═════ RECORDS SHOWN ═════

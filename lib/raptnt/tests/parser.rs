use raptnt::{
    AssembleError, IteratorError, LexError, NQuadsParser, NTriplesParser, NTriplesSerializer,
};
use raptrdf::{Literal, NamedNode, NamedOrBlankNode, Term, Triple, vocab::xsd};

fn parse(input: &[u8]) -> Result<Vec<Triple>, raptnt::SyntaxError> {
    NTriplesParser::new().parse_slice(input).collect()
}

#[test]
fn two_simple_literal_triples() {
    let triples = parse(b"<http://bar> <http://baz> \"1\" .\n<http://bar> <http://baz> \"2\" .\n")
        .unwrap();
    assert_eq!(
        triples,
        [
            Triple::new(
                NamedNode::new_unchecked("http://bar"),
                NamedNode::new_unchecked("http://baz"),
                Literal::new_simple_literal("1"),
            ),
            Triple::new(
                NamedNode::new_unchecked("http://bar"),
                NamedNode::new_unchecked("http://baz"),
                Literal::new_simple_literal("2"),
            ),
        ]
    );
    for triple in &triples {
        let Term::Literal(literal) = &triple.object else {
            panic!("expected a literal object");
        };
        assert_eq!(literal.language(), None);
        assert_eq!(literal.datatype(), xsd::STRING);
    }
}

#[test]
fn blank_node_labels_resolve_to_one_identity_per_session() {
    let triples = parse(b"_:a <http://p> _:a .\n").unwrap();
    assert_eq!(triples.len(), 1);
    let NamedOrBlankNode::BlankNode(subject) = &triples[0].subject else {
        panic!("expected a blank node subject");
    };
    let Term::BlankNode(object) = &triples[0].object else {
        panic!("expected a blank node object");
    };
    assert_eq!(subject, object);
}

#[test]
fn distinct_blank_node_labels_resolve_to_distinct_identities() {
    let triples = parse(b"_:a <http://p> _:b .\n").unwrap();
    let NamedOrBlankNode::BlankNode(subject) = &triples[0].subject else {
        panic!("expected a blank node subject");
    };
    let Term::BlankNode(object) = &triples[0].object else {
        panic!("expected a blank node object");
    };
    assert_ne!(subject, object);
}

#[test]
fn blank_node_identities_are_not_shared_across_sessions() {
    let first = parse(b"_:a <http://p> \"x\" .\n").unwrap();
    let second = parse(b"_:a <http://p> \"x\" .\n").unwrap();
    assert_ne!(first[0].subject, second[0].subject);
}

#[test]
fn language_tagged_literal() {
    let triples = parse(b"<http://bar> <http://baz> \"x\"@en .\n").unwrap();
    let Term::Literal(literal) = &triples[0].object else {
        panic!("expected a literal object");
    };
    assert_eq!(literal.value(), "x");
    assert_eq!(literal.language(), Some("en"));
}

#[test]
fn typed_literal() {
    let triples = parse(
        b"<http://bar> <http://baz> \"x\"^^<http://www.w3.org/2001/XMLSchema#integer> .\n",
    )
    .unwrap();
    let Term::Literal(literal) = &triples[0].object else {
        panic!("expected a literal object");
    };
    assert_eq!(literal.value(), "x");
    assert_eq!(literal.language(), None);
    assert_eq!(literal.datatype(), xsd::INTEGER);
}

#[test]
fn missing_terminator_fails_without_emitting_the_statement() {
    let mut reader = NTriplesParser::new().parse_slice(b"<http://bar> <http://baz> \"1\"\n");
    let error = reader.next().unwrap().unwrap_err();
    assert_eq!(
        error.assemble_error(),
        Some(&AssembleError::MissingTerminator)
    );
    assert_eq!(error.location().start.line, 1);
    assert!(reader.next().is_none());
}

#[test]
fn missing_terminator_at_end_of_input() {
    let error = parse(b"<http://bar> <http://baz> \"1\"").unwrap_err();
    assert_eq!(
        error.assemble_error(),
        Some(&AssembleError::MissingTerminator)
    );
}

#[test]
fn the_first_error_is_fatal_even_if_later_lines_are_well_formed() {
    let mut reader = NTriplesParser::new().parse_slice(
        b"<http://s> <http://p> \"ok\" .\nnot a triple\n<http://s> <http://p> \"fine\" .\n",
    );
    assert!(reader.next().unwrap().is_ok());
    assert!(reader.next().unwrap().is_err());
    assert!(reader.next().is_none());
}

#[test]
fn error_location_names_the_failing_line() {
    let mut reader = NTriplesParser::new()
        .parse_slice(b"<http://s> <http://p> \"1\" .\n<http://s> <http://p> \"2\\q\" .\n");
    assert!(reader.next().unwrap().is_ok());
    let error = reader.next().unwrap().unwrap_err();
    assert_eq!(error.location().start.line, 2);
    assert_eq!(
        error.lex_error(),
        Some(&LexError::InvalidEscape("\\q".to_owned()))
    );
}

#[test]
fn parsing_twice_yields_the_same_statements() {
    let input = b"<http://s> <http://p> \"v\"@en-us .\n<http://s> <http://q> <http://o> . # comment\n\n<http://s> <http://q> \"1\"^^<http://www.w3.org/2001/XMLSchema#integer> .\n";
    assert_eq!(parse(input).unwrap(), parse(input).unwrap());
}

#[test]
fn round_trip_through_the_canonical_serializer() {
    let input = b"<http://s> <http://p> \"a\\tb\\nc\" .\n<http://s> <http://p> \"x\"@en .\n<http://s> <http://p> \"1\"^^<http://www.w3.org/2001/XMLSchema#integer> .\n<http://s> <http://p> <http://o> .\n";
    let triples = parse(input).unwrap();
    let mut writer = NTriplesSerializer::new().serialize_to_write(Vec::new());
    for triple in &triples {
        writer.write_triple(triple).unwrap();
    }
    let output = writer.finish();
    assert_eq!(input.as_slice(), output.as_slice());
    assert_eq!(parse(&output).unwrap(), triples);
}

#[test]
fn comments_and_blank_lines_yield_no_statements() {
    let triples = parse(b"# a comment line\n\n   \t\n<http://s> <http://p> \"1\" . # trailing\n")
        .unwrap();
    assert_eq!(triples.len(), 1);
}

#[test]
fn a_second_statement_on_the_same_line_is_rejected() {
    let error =
        parse(b"<http://s> <http://p> \"1\" . <http://s> <http://p> \"2\" .\n").unwrap_err();
    assert_eq!(error.assemble_error(), Some(&AssembleError::TrailingContent));
}

#[test]
fn a_literal_predicate_is_rejected() {
    let error = parse(b"<http://s> \"p\" \"o\" .\n").unwrap_err();
    assert_eq!(
        error.assemble_error(),
        Some(&AssembleError::InvalidTermPosition {
            position: "predicate",
            expected: "an IRI",
        })
    );
}

#[test]
fn a_literal_subject_is_rejected() {
    let error = parse(b"\"s\" <http://p> \"o\" .\n").unwrap_err();
    assert_eq!(
        error.assemble_error(),
        Some(&AssembleError::InvalidTermPosition {
            position: "subject",
            expected: "an IRI or a blank node",
        })
    );
}

#[test]
fn too_few_terms_are_rejected() {
    let error = parse(b"<http://s> <http://p> .\n").unwrap_err();
    assert_eq!(
        error.assemble_error(),
        Some(&AssembleError::UnexpectedTermCount(2))
    );
}

#[test]
fn too_many_terms_are_rejected() {
    let error = NQuadsParser::new()
        .parse_slice(b"<http://s> <http://p> <http://o> <http://g> <http://x> .\n")
        .collect::<Result<Vec<_>, _>>()
        .unwrap_err();
    assert_eq!(
        error.assemble_error(),
        Some(&AssembleError::UnexpectedTermCount(5))
    );
}

#[test]
fn unterminated_literal_is_rejected() {
    let error = parse(b"<http://s> <http://p> \"abc\n").unwrap_err();
    assert_eq!(error.lex_error(), Some(&LexError::UnterminatedLiteral));
}

#[test]
fn reader_iterator_contract() {
    let mut reader =
        NTriplesParser::new().parse_read(&b"<http://s> <http://p> \"1\" .\n"[..]);
    // has_next is a non-destructive lookahead
    assert!(reader.has_next());
    assert!(reader.has_next());
    let triple = reader.next_triple().unwrap();
    assert_eq!(triple.predicate, NamedNode::new_unchecked("http://p"));
    assert!(!reader.has_next());
    assert!(matches!(
        reader.next_triple().unwrap_err(),
        IteratorError::Exhausted
    ));
}

#[test]
fn chunked_reads_split_tokens_across_buffers() {
    // A reader returning one byte at a time forces token re-assembly
    struct OneByteReader<'a>(&'a [u8]);
    impl std::io::Read for OneByteReader<'_> {
        fn read(&mut self, buf: &mut [u8]) -> std::io::Result<usize> {
            let Some((first, rest)) = self.0.split_first() else {
                return Ok(0);
            };
            buf[0] = *first;
            self.0 = rest;
            Ok(1)
        }
    }

    let input = b"<http://s> <http://p> \"a\\u0041b\"@en-us .\n_:x <http://p> _:x .\n";
    let triples = NTriplesParser::new()
        .parse_read(OneByteReader(input))
        .collect::<Result<Vec<_>, _>>()
        .unwrap();
    assert_eq!(triples.len(), 2);
    let Term::Literal(literal) = &triples[0].object else {
        panic!("expected a literal object");
    };
    assert_eq!(literal.value(), "aAb");
    assert_eq!(triples[1].subject, {
        let Term::BlankNode(object) = &triples[1].object else {
            panic!("expected a blank node object");
        };
        NamedOrBlankNode::BlankNode(object.clone())
    });
}

#[test]
fn carriage_return_line_jumps_are_supported() {
    let triples =
        parse(b"<http://s> <http://p> \"1\" .\r\n<http://s> <http://p> \"2\" .\r\n").unwrap();
    assert_eq!(triples.len(), 2);
}

#[test]
fn quad_graph_label_blank_node_shares_the_session_scope() {
    let quads = NQuadsParser::new()
        .parse_slice(b"_:g <http://p> \"1\" _:g .\n")
        .collect::<Result<Vec<_>, _>>()
        .unwrap();
    let NamedOrBlankNode::BlankNode(subject) = &quads[0].subject else {
        panic!("expected a blank node subject");
    };
    assert_eq!(
        quads[0].graph_name,
        raptrdf::GraphName::BlankNode(subject.clone())
    );
}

═════

ACTION ITEM
All lines from the one with "let triples = NTriplesParser::new()" through the end of the records need to be copied exactly, and no other lines.

RESPONSE AREA
    let triples = NTriplesParser::new()
        .parse_read(OneByteReader(input))
        .collect::<Result<Vec<_>, _>>()
        .unwrap();
    assert_eq!(triples.len(), 2);
    let Term::Literal(literal) = &triples[0].object else {
        panic!("expected a literal object");
    };
    assert_eq!(literal.value(), "aAb");
    assert_eq!(triples[1].subject, {
        let Term::BlankNode(object) = &triples[1].object else {
            panic!("expected a blank node object");
        };
        NamedOrBlankNode::BlankNode(object.clone())
    });
}

#[test]
fn carriage_return_line_jumps_are_supported() {
    let triples =
        parse(b"<http://s> <http://p> \"1\" .\r\n<http://s> <http://p> \"2\" .\r\n").unwrap();
    assert_eq!(triples.len(), 2);
}

#[test]
fn quad_graph_label_blank_node_shares_the_session_scope() {
    let quads = NQuadsParser::new()
        .parse_slice(b"_:g <http://p> \"1\" _:g .\n")
        .collect::<Result<Vec<_>, _>>()
        .unwrap();
    let NamedOrBlankNode::BlankNode(subject) = &quads[0].subject else {
        panic!("expected a blank node subject");
    };
    assert_eq!(
        quads[0].graph_name,
        raptrdf::GraphName::BlankNode(subject.clone())
    );
}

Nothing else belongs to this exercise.